Copy nothing from the entries below except the lines from the one containing "Uuid, name: Option<String>)" through the one containing "fn sorted_expenses(&self, owners: &[Uuid])", and copy those exactly.

**** INFORMATION GIVEN ****

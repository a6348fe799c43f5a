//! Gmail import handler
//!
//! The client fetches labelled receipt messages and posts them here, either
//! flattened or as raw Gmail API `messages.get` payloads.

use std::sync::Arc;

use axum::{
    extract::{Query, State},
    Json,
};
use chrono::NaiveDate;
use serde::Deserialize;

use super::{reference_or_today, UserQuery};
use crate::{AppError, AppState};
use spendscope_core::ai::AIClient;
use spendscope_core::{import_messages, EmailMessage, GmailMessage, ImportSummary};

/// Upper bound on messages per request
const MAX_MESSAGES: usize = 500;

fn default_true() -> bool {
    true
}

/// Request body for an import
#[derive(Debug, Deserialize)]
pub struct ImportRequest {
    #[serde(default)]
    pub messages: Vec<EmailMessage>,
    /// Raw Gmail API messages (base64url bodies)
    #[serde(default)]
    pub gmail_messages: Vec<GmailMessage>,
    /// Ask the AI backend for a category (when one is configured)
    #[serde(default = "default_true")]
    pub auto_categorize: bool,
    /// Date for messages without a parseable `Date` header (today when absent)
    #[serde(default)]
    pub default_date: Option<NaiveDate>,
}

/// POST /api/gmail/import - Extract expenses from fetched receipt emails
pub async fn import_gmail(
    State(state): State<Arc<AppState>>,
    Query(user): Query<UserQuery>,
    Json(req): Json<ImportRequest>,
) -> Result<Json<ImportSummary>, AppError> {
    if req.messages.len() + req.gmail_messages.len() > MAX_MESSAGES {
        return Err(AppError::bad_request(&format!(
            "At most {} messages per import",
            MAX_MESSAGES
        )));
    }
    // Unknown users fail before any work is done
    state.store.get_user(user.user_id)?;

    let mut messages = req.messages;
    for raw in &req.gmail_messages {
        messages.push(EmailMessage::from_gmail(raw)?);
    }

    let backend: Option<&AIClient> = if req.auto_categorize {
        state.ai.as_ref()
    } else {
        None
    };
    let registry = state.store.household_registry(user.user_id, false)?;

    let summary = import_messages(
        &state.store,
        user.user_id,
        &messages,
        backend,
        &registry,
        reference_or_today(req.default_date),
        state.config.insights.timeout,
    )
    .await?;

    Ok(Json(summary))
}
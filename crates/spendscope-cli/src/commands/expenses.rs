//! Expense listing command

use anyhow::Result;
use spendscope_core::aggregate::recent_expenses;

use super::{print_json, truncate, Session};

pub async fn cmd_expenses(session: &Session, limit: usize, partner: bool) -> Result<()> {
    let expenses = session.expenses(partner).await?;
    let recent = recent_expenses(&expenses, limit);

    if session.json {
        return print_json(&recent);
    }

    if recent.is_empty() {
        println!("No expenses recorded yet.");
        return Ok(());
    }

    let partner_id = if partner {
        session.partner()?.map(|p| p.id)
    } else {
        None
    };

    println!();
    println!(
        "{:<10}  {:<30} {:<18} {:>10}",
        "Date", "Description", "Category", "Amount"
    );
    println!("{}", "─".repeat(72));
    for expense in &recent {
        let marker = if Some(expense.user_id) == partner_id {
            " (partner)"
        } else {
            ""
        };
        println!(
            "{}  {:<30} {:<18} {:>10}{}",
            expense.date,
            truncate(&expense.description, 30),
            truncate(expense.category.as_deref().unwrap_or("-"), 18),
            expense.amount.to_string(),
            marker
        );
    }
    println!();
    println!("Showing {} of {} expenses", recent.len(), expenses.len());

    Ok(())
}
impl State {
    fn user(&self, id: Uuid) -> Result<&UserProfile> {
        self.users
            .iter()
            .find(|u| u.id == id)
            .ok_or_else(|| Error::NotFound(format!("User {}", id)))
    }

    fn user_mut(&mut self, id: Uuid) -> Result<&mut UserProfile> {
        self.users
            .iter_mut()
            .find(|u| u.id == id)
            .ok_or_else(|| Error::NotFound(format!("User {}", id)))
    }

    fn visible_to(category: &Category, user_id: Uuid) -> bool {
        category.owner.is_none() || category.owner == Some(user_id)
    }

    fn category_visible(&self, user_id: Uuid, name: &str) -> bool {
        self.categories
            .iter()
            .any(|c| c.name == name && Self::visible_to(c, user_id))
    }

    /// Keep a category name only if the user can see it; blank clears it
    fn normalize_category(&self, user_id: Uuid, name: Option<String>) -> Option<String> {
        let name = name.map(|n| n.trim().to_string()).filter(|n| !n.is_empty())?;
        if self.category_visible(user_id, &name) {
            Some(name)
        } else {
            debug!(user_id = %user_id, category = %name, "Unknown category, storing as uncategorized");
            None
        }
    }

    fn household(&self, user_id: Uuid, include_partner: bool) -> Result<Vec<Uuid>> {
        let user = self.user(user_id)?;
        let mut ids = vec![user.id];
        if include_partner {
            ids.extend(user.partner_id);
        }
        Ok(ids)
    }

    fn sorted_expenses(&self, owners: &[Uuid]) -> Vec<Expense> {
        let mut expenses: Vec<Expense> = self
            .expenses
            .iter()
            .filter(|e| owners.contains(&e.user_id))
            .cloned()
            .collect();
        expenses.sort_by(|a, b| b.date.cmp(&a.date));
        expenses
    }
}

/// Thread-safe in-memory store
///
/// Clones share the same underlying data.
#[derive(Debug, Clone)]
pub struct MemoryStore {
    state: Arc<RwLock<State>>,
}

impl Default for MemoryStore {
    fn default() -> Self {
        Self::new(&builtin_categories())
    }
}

****
**** INFORMATION GIVEN ****

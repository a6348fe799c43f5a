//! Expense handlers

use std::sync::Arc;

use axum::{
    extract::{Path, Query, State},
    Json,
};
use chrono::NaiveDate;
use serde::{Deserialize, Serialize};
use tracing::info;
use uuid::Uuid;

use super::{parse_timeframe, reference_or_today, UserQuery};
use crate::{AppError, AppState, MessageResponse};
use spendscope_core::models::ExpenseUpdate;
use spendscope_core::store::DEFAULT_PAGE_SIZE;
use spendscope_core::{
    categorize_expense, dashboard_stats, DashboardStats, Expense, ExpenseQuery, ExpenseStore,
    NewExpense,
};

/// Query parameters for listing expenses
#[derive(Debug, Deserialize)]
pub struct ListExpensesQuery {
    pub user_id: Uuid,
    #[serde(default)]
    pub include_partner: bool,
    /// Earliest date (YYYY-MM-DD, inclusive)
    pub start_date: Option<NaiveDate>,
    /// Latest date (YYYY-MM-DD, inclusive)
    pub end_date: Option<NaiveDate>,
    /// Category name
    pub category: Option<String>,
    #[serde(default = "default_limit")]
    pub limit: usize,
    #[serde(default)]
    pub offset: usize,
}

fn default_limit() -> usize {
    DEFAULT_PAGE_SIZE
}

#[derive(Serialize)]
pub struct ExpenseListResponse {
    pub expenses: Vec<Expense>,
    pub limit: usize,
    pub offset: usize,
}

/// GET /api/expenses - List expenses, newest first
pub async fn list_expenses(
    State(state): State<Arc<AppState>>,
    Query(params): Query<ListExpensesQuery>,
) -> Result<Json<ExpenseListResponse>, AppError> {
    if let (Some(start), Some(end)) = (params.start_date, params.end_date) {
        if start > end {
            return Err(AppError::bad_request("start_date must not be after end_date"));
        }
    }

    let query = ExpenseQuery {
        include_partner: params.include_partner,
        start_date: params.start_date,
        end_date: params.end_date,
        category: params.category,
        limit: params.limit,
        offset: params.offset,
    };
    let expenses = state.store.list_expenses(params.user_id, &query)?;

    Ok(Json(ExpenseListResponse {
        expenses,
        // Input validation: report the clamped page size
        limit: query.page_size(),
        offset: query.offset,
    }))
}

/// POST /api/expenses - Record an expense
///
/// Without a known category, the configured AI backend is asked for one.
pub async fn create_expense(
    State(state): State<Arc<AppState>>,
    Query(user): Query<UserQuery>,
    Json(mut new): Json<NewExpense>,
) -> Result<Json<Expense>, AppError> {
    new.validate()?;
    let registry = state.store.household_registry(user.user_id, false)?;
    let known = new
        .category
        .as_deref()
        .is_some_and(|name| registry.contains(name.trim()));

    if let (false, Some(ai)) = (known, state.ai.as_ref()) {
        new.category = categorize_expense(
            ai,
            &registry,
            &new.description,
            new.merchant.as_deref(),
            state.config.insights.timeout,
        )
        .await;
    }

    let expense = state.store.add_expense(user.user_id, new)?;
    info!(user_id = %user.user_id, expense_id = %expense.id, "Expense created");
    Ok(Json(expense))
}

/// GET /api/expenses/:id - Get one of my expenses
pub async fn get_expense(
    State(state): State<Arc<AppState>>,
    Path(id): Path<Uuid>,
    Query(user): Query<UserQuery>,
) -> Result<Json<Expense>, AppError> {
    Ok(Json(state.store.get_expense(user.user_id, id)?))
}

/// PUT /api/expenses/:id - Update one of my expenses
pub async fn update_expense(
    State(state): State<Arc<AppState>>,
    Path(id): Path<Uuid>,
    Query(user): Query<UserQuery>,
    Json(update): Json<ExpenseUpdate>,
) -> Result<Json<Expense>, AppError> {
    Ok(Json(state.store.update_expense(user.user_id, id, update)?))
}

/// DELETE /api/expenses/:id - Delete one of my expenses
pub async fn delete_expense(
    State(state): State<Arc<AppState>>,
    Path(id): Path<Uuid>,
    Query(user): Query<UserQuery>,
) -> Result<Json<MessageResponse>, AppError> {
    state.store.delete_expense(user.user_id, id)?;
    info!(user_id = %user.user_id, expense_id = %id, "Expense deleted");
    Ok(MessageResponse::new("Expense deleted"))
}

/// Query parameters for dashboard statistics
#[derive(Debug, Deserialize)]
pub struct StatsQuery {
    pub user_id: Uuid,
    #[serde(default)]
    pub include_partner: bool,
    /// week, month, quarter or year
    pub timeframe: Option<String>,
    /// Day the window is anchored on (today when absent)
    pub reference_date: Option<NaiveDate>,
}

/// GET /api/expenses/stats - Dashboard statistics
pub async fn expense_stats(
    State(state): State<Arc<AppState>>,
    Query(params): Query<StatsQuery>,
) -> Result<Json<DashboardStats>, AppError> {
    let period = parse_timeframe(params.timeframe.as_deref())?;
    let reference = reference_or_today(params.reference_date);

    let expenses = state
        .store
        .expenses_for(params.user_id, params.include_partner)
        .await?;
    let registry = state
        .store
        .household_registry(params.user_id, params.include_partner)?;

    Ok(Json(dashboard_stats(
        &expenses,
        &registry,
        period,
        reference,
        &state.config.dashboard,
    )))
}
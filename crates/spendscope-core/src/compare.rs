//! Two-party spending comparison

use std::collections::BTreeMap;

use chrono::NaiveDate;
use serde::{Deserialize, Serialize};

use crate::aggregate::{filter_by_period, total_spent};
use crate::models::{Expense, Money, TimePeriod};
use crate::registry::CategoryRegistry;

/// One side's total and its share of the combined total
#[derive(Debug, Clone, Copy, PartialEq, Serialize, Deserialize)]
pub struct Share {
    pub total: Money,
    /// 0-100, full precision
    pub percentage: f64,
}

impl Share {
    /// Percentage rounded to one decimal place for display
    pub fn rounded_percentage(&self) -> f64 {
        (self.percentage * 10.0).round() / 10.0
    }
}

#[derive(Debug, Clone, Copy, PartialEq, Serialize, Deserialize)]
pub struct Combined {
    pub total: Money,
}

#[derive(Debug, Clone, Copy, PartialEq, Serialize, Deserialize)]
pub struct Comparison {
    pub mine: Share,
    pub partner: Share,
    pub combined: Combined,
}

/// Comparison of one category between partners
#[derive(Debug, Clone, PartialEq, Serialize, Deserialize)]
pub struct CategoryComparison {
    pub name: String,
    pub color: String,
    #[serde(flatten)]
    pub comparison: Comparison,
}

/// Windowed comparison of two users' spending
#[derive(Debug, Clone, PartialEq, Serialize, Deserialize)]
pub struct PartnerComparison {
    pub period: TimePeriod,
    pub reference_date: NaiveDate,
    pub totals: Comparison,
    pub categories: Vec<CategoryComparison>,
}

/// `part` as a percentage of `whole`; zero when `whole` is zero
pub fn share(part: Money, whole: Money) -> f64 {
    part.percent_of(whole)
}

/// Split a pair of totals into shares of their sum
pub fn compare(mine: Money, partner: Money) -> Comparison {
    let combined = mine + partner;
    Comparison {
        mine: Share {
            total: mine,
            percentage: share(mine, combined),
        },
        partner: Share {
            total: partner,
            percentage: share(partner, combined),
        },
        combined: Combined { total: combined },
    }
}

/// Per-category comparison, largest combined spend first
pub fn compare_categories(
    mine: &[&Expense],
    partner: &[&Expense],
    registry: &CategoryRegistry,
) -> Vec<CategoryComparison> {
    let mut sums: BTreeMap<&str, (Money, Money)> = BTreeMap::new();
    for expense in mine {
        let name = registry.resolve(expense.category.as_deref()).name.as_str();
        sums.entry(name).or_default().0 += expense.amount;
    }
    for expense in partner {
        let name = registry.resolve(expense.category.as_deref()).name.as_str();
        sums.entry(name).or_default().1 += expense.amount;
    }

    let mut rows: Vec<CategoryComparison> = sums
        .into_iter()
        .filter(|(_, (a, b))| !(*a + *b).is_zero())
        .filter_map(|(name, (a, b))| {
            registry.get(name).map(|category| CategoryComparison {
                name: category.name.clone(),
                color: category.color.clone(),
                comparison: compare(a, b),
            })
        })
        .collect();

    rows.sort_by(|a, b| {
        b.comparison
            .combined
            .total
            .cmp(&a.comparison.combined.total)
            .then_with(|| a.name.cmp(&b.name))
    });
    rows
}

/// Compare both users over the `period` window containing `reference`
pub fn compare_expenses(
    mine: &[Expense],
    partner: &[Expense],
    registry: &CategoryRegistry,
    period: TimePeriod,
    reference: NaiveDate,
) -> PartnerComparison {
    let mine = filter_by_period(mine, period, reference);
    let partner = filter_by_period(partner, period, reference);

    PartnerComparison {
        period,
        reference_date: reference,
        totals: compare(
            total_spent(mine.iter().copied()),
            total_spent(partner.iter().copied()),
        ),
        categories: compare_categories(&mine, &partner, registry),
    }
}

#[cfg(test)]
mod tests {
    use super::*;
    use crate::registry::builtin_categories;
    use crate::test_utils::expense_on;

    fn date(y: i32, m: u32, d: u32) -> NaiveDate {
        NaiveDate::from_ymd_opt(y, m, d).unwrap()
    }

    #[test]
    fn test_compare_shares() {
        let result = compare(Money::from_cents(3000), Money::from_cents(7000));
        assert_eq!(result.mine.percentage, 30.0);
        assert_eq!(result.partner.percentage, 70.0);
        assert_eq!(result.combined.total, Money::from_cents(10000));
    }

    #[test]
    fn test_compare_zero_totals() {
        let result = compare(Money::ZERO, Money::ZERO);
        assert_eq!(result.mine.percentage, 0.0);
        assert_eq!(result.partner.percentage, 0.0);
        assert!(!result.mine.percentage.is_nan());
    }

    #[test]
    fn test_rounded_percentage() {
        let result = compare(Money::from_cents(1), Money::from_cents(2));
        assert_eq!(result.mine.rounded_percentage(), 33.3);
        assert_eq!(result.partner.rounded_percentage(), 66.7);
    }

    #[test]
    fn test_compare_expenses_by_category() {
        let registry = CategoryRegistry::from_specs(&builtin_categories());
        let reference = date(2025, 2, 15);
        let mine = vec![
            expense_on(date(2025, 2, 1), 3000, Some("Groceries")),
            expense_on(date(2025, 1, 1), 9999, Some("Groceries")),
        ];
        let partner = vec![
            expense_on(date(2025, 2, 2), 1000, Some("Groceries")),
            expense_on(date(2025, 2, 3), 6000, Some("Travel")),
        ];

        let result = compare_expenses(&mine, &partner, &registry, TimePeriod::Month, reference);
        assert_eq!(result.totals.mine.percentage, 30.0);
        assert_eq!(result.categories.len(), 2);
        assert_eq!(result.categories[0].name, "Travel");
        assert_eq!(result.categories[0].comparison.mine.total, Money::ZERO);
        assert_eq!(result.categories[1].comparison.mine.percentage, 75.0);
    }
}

****

▶ _TASK ANSWER_
    fn normalize_category(&self, user_id: Uuid, name: Option<String>) -> Option<String> {
        let name = name.map(|n| n.trim().to_string()).filter(|n| !n.is_empty())?;
        if self.category_visible(user_id, &name) {
            Some(name)
        } else {
            debug!(user_id = %user_id, category = %name, "Unknown category, storing as uncategorized");
            None
        }
    }

    fn household(&self, user_id: Uuid, include_partner: bool) -> Result<Vec<Uuid>> {
        let user = self.user(user_id)?;
        let mut ids = vec![user.id];
        if include_partner {
            ids.extend(user.partner_id);
        }
        Ok(ids)
    }

    fn sorted_expenses(&self, owners: &[Uuid]) -> Vec<Expense> {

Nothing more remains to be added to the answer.